The world's oldest art: El castillo, Spain

It’s no Mona Lisa, but a smudged red disk in northern Spain has been crowned the world’s earliest cave painting. Dated to more than 40,800 years ago, the shape was painted by some of the first modern humans to reach the Iberian Peninsula — or it may have been done by Neanderthals, residents of the Iberian peninsula for more than 200,000 years.

“There is a very good chance that this is Neanderthal,” says Alistair Pike, an archaeological scientist at the University of Bristol, UK, whose team dated dozens of paintings in 11 caves in northern Spain. But Lawrence Guy Straus, an expert on the caves who is based at the University of New Mexico in Albuquerque, calls that “a pretty wild speculation,” because it is based on a single date that could overlap with human occupation.

Until now, Chauvet Cave in central France, which is plastered with images of bears, lions and horses, held the title of the world’s oldest cave paintings. The oldest images there are dated to around 39,000 years old, but this is controversial as the assessment relies on radiocarbon dating of charcoal pigments, which are susceptible to contamination from other sources of carbon.

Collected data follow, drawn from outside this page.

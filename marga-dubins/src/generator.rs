//! Enumeration of the feasible CSC path candidates.

use log::{debug, trace};

use marga_geom::{Pose2, Vec2};

use crate::circle::{arc_length, turning_circles, DirectedCircle};
use crate::error::{DubinsError, Result};
use crate::path::{DubinsPath, TurnDirection};
use crate::tangent::{inner_tangent, outer_tangent, Segment};

/// Angular sweep, in radians, on `circle` from the point `from` to the
/// point `to`, measured along the circle's direction.
fn turn_sweep(circle: &DirectedCircle, from: Vec2, to: Vec2) -> f64 {
    let start_angle = (from - circle.center).angle();
    let end_angle = (to - circle.center).angle();
    arc_length(circle, start_angle, end_angle) / circle.radius
}

/// Shared CSC assembly: both turn sweeps from the tangent endpoints.
#[allow(clippy::too_many_arguments)]
fn construct_csc_path(
    start: Pose2,
    goal: Pose2,
    radius: f64,
    start_circle: &DirectedCircle,
    goal_circle: &DirectedCircle,
    tangent: &Segment,
    dir1: TurnDirection,
    dir2: TurnDirection,
) -> DubinsPath {
    let arc1 = turn_sweep(start_circle, start.pos, tangent.a);
    let arc2 = turn_sweep(goal_circle, tangent.b, goal.pos);
    DubinsPath::new(start, goal, radius, arc1, arc2, dir1, dir2)
}

fn construct_rr_path(
    start: Pose2,
    goal: Pose2,
    radius: f64,
    start_circle: &DirectedCircle,
    goal_circle: &DirectedCircle,
    tangent: &Segment,
) -> DubinsPath {
    construct_csc_path(
        start,
        goal,
        radius,
        start_circle,
        goal_circle,
        tangent,
        TurnDirection::Clockwise,
        TurnDirection::Clockwise,
    )
}

fn construct_ll_path(
    start: Pose2,
    goal: Pose2,
    radius: f64,
    start_circle: &DirectedCircle,
    goal_circle: &DirectedCircle,
    tangent: &Segment,
) -> DubinsPath {
    construct_csc_path(
        start,
        goal,
        radius,
        start_circle,
        goal_circle,
        tangent,
        TurnDirection::CounterClockwise,
        TurnDirection::CounterClockwise,
    )
}

fn construct_lr_path(
    start: Pose2,
    goal: Pose2,
    radius: f64,
    start_circle: &DirectedCircle,
    goal_circle: &DirectedCircle,
    tangent: &Segment,
) -> DubinsPath {
    construct_csc_path(
        start,
        goal,
        radius,
        start_circle,
        goal_circle,
        tangent,
        TurnDirection::CounterClockwise,
        TurnDirection::Clockwise,
    )
}

fn construct_rl_path(
    start: Pose2,
    goal: Pose2,
    radius: f64,
    start_circle: &DirectedCircle,
    goal_circle: &DirectedCircle,
    tangent: &Segment,
) -> DubinsPath {
    construct_csc_path(
        start,
        goal,
        radius,
        start_circle,
        goal_circle,
        tangent,
        TurnDirection::Clockwise,
        TurnDirection::CounterClockwise,
    )
}

/// Three-arc RLR construction.
///
/// Deliberately not provided: the CCC geometry was never validated for
/// this generator and guessing it risks silently wrong paths. Always
/// fails with [`DubinsError::CccUnsupported`].
pub fn construct_rlr_path(_start: Pose2, _goal: Pose2, _radius: f64) -> Result<DubinsPath> {
    Err(DubinsError::CccUnsupported)
}

/// Three-arc LRL construction.
///
/// See [`construct_rlr_path`]; always fails with
/// [`DubinsError::CccUnsupported`].
pub fn construct_lrl_path(_start: Pose2, _goal: Pose2, _radius: f64) -> Result<DubinsPath> {
    Err(DubinsError::CccUnsupported)
}

/// Compute the feasible CSC Dubins path candidates from `start` to
/// `goal` for a vehicle with minimum turning radius `radius`.
///
/// Builds both turning circles per pose, tries the four tangent
/// constructions, and assembles one path per feasible family, appended
/// in RR, LL, LR, RL order. The inner-tangent families drop out when
/// their circles are closer than the sum of the radii, so the result
/// holds between 0 and 4 paths. No sorting is applied; callers pick
/// the shortest candidate if that is what they need.
///
/// `radius` must be positive and finite.
pub fn generate_dubins_paths(start: Pose2, goal: Pose2, radius: f64) -> Vec<DubinsPath> {
    let (start_left, start_right) = turning_circles(start, radius);
    let (goal_left, goal_right) = turning_circles(goal, radius);

    let rr_tangent = outer_tangent(&start_right, &goal_right);
    let ll_tangent = outer_tangent(&start_left, &goal_left);
    let lr_tangent = inner_tangent(&start_left, &goal_right);
    let rl_tangent = inner_tangent(&start_right, &goal_left);

    let mut paths = Vec::with_capacity(4);

    if let Some(tangent) = rr_tangent {
        paths.push(construct_rr_path(
            start,
            goal,
            radius,
            &start_right,
            &goal_right,
            &tangent,
        ));
    } else {
        trace!("RR tangent infeasible for start {} goal {}", start, goal);
    }

    if let Some(tangent) = ll_tangent {
        paths.push(construct_ll_path(
            start,
            goal,
            radius,
            &start_left,
            &goal_left,
            &tangent,
        ));
    } else {
        trace!("LL tangent infeasible for start {} goal {}", start, goal);
    }

    if let Some(tangent) = lr_tangent {
        paths.push(construct_lr_path(
            start,
            goal,
            radius,
            &start_left,
            &goal_right,
            &tangent,
        ));
    } else {
        trace!("LR tangent infeasible for start {} goal {}", start, goal);
    }

    if let Some(tangent) = rl_tangent {
        paths.push(construct_rl_path(
            start,
            goal,
            radius,
            &start_right,
            &goal_left,
            &tangent,
        ));
    } else {
        trace!("RL tangent infeasible for start {} goal {}", start, goal);
    }

    debug!(
        "{} of 4 CSC families feasible, radius {:.3}",
        paths.len(),
        radius
    );
    paths
}
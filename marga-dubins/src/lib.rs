//! # Marga-Dubins: shortest bounded-curvature path generation
//!
//! Generates Dubins path candidates between oriented 2D poses for a
//! vehicle with a minimum turning radius. A Dubins path is at most
//! three segments; this crate builds the four CSC (curve-straight-curve)
//! families RR, LL, LR, RL by explicit circle-and-tangent geometry:
//!
//! - **Turning circles**: the two constant-curvature circles tangent
//!   to each pose ([`turning_circles`])
//! - **Tangent construction**: outer tangents for same-direction pairs,
//!   inner tangents for opposite-direction pairs; infeasible tangents
//!   drop the family from the result ([`outer_tangent`],
//!   [`inner_tangent`])
//! - **Evaluation**: each [`DubinsPath`] reports its arc sweeps, total
//!   length, and interpolated pose at any normalized parameter, and can
//!   be discretized into a pose sequence
//!
//! The three-arc CCC families (RLR/LRL) are deliberately not provided
//! and fail loudly ([`DubinsError::CccUnsupported`]).
//!
//! ## Quick start
//!
//! ```
//! use marga_dubins::{generate_dubins_paths, Pose2};
//!
//! let start = Pose2::new(0.0, 0.0, 0.0);
//! let goal = Pose2::new(10.0, 5.0, 1.2);
//!
//! let paths = generate_dubins_paths(start, goal, 1.0);
//! assert!(!paths.is_empty());
//!
//! for path in &paths {
//!     let midpoint = path.at(0.5);
//!     println!("{} {} -> {:.2} m, mid {}", path.dir1, path.dir2, path.length(), midpoint);
//! }
//! ```
//!
//! ## Layers
//!
//! - [`circle`] / [`tangent`]: geometric construction primitives
//! - [`path`]: the path entity and its evaluation
//! - [`generator`]: family enumeration ([`generate_dubins_paths`])
//! - [`planner`]: configuration-carrying front-end
//!
//! All evaluation is pure arithmetic over the inputs (no shared state,
//! no I/O), so queries may run concurrently without synchronization.

pub mod circle;
pub mod error;
pub mod generator;
pub mod path;
pub mod planner;
mod sampling;
pub mod tangent;

pub use circle::{arc_length, turning_circles, DirectedCircle};
pub use error::{DubinsError, Result};
pub use generator::{construct_lrl_path, construct_rlr_path, generate_dubins_paths};
pub use path::{DubinsPath, TurnDirection};
pub use planner::{DubinsConfig, DubinsPlanner};
pub use tangent::{inner_tangent, outer_tangent, Segment};

pub use marga_geom::{Pose2, Vec2};
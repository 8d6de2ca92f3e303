//! 2D vector type.

use serde::{Deserialize, Serialize};
use std::fmt;
use std::ops::{Add, AddAssign, Div, Mul, Neg, Sub, SubAssign};

/// A 2D vector (or point) in meters.
#[derive(Debug, Clone, Copy, PartialEq, Default, Serialize, Deserialize)]
pub struct Vec2 {
    /// X component in meters
    pub x: f64,
    /// Y component in meters
    pub y: f64,
}

impl Vec2 {
    /// Create a new vector.
    #[inline]
    pub fn new(x: f64, y: f64) -> Self {
        Self { x, y }
    }

    /// Squared Euclidean length (avoids sqrt).
    #[inline]
    pub fn length_squared(&self) -> f64 {
        self.x * self.x + self.y * self.y
    }

    /// Euclidean length.
    #[inline]
    pub fn length(&self) -> f64 {
        self.length_squared().sqrt()
    }

    /// Squared distance to another point (avoids sqrt).
    #[inline]
    pub fn distance_squared(&self, other: &Vec2) -> f64 {
        (*self - *other).length_squared()
    }

    /// Distance to another point.
    #[inline]
    pub fn distance(&self, other: &Vec2) -> f64 {
        self.distance_squared(other).sqrt()
    }

    /// Dot product.
    #[inline]
    pub fn dot(&self, other: &Vec2) -> f64 {
        self.x * other.x + self.y * other.y
    }

    /// Unit vector in the same direction.
    ///
    /// The zero vector has no direction; its components come back NaN.
    /// Callers that may hold a zero vector must check the length first.
    #[inline]
    pub fn normalized(&self) -> Vec2 {
        *self / self.length()
    }

    /// This vector rotated counter-clockwise by `angle` radians.
    #[inline]
    pub fn rotated(&self, angle: f64) -> Vec2 {
        let (sin_a, cos_a) = angle.sin_cos();
        Vec2::new(self.x * cos_a - self.y * sin_a, self.x * sin_a + self.y * cos_a)
    }

    /// Polar angle of this vector in (-π, π], via `atan2`.
    #[inline]
    pub fn angle(&self) -> f64 {
        self.y.atan2(self.x)
    }
}

impl Add for Vec2 {
    type Output = Vec2;

    #[inline]
    fn add(self, rhs: Vec2) -> Vec2 {
        Vec2::new(self.x + rhs.x, self.y + rhs.y)
    }
}

impl AddAssign for Vec2 {
    #[inline]
    fn add_assign(&mut self, rhs: Vec2) {
        self.x += rhs.x;
        self.y += rhs.y;
    }
}

impl Sub for Vec2 {
    type Output = Vec2;

    #[inline]
    fn sub(self, rhs: Vec2) -> Vec2 {
        Vec2::new(self.x - rhs.x, self.y - rhs.y)
    }
}

impl SubAssign for Vec2 {
    #[inline]
    fn sub_assign(&mut self, rhs: Vec2) {
        self.x -= rhs.x;
        self.y -= rhs.y;
    }
}

impl Neg for Vec2 {
    type Output = Vec2;

    #[inline]
    fn neg(self) -> Vec2 {
        Vec2::new(-self.x, -self.y)
    }
}

impl Mul<f64> for Vec2 {
    type Output = Vec2;

    #[inline]
    fn mul(self, rhs: f64) -> Vec2 {
        Vec2::new(self.x * rhs, self.y * rhs)
    }
}

impl Mul<Vec2> for f64 {
    type Output = Vec2;

    #[inline]
    fn mul(self, rhs: Vec2) -> Vec2 {
        rhs * self
    }
}

impl Div<f64> for Vec2 {
    type Output = Vec2;

    #[inline]
    fn div(self, rhs: f64) -> Vec2 {
        Vec2::new(self.x / rhs, self.y / rhs)
    }
}

impl fmt::Display for Vec2 {
    fn fmt(&self, f: &mut fmt::Formatter<'_>) -> fmt::Result {
        write!(f, "({}, {})", self.x, self.y)
    }
}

Pike’s team dated the calcite patinas that slowly form over cave art as mineral-rich water trickles over the paintings. The water contains trace levels of radioactive uranium, but not the water insoluble thorium into which the uranium steadily decays. The relative levels of uranium to thorium thus form a clock that records when the calcite layer was formed. The layers can take anywhere from several hundred to several thousand years to form, providing a minimum date for the art, Pike says.

His team collected 50 calcite scrapings from 11 caves, and came up with dates as old as 40,800 years, a minimum age for the disk in El Castillo cave1. That image, as well as other slightly younger disks from Castillo and a club-shaped image from Altamira cave, would have been painted at around the time the first modern humans, called the Aurignacian culture, reached the Iberian Peninsula. Younger paintings in the Spanish caves, including handprints and figurative drawings of animals, date to later human occupations.

Just as impressionism gave way to expressionism in nineteenth- and twentieth-century art, Pike’s team sees artistic trends that correlate with different periods. The first European painters favoured simple geometric shapes such as dots, disks and clubs, whereas their successors painted more graphically complicated handprints and figures.

BBC adds:

“In Cantabria, [in] El Castillo, we find hand stencils that are formed by blowing paint against the hands pressed against the wall of a cave,” explained Dr Alistair Pike from Bristol University, UK, and the lead author on a scholarly paper published in the journal Science.

“We find one of these to date older than 37,300 years on ‘The Panel of Hands’, and very nearby there is a red disc made by a very similar technique that dates to older than 40,800 years.

That is even more startling; the same caves used for 3,500 years! Unlikely that the same culture survived that long. A perspective article in Science stops short of such speculation, but can feed it:

A number of caves in Europe contain exquisite ancient art. Most of the art has been thought to be produced during the time of last glaciation by recently arrived modern humans, but dating of the art has been problematic because the art contains only minimal amounts of carbon for radiocarbon dating. Pike et al. (p. 1409; see the cover; see the Perspective by Hellstrom) have now obtained U-series dates on the calcite crusts that formed over the art from 11 caves in northwestern Spain. The ages from three caves are older than 35,000 years ago, and one dates to nearly 41,000 years ago. The earliest art used primarily red and was relatively formless; animal depictions appeared later. This dating is near the time of the arrival of modern humans and, because Neandertals were also present, complicates identifying the artists.